Saved data entries
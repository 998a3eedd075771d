use std::sync::Arc;

use anyhow::Result;
use clap::{Parser, Subcommand};
use flhub_mailer::{Mailer, MailerConfig, ResendMailer};
use flhub_notify::NotificationService;
use flhub_store::{AuthProvider, OpportunityStore, RestAuth, RestStore, StoreConfig};
use flhub_web::AppState;
use tracing_subscriber::EnvFilter;
use uuid::Uuid;

#[derive(Debug, Parser)]
#[command(name = "flhub")]
#[command(about = "Freelancer Hub notification service")]
struct Cli {
    #[command(subcommand)]
    command: Option<Commands>,
}

#[derive(Debug, Subcommand)]
enum Commands {
    /// Run the HTTP API server.
    Serve,
    /// Run one notification pass for the given opportunity ids.
    Notify {
        /// Comma-separated opportunity ids to evaluate.
        #[arg(long, value_delimiter = ',', required = true)]
        ids: Vec<Uuid>,
    },
}

#[tokio::main]
async fn main() -> Result<()> {
    tracing_subscriber::fmt()
        .with_env_filter(
            EnvFilter::try_from_default_env().unwrap_or_else(|_| EnvFilter::new("info")),
        )
        .init();

    let cli = Cli::parse();
    let store_config = StoreConfig::from_env();
    let store: Arc<dyn OpportunityStore> = Arc::new(RestStore::new(store_config.clone())?);
    let mailer: Arc<dyn Mailer> = Arc::new(ResendMailer::new(MailerConfig::from_env())?);

    match cli.command.unwrap_or(Commands::Serve) {
        Commands::Serve => {
            let auth: Arc<dyn AuthProvider> = Arc::new(RestAuth::new(store_config)?);
            let state = AppState {
                store,
                auth,
                mailer,
            };
            flhub_web::serve_from_env(state).await?;
        }
        Commands::Notify { ids } => {
            let service = NotificationService::new(store, mailer);
            let summary = service.run(&ids).await?;
            println!(
                "notification run complete: matched_users={} deliveries={}",
                summary.notifications_sent,
                summary.deliveries.len()
            );
        }
    }

    Ok(())
}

What the task requires:
Set down, please, the lines from the line holding "let summary = service.run(&ids).await?;" through the final line of the data, exactly and with nothing added.

Response to this task:
            let summary = service.run(&ids).await?;
            println!(
                "notification run complete: matched_users={} deliveries={}",
                summary.notifications_sent,
                summary.deliveries.len()
            );
        }
    }

    Ok(())
}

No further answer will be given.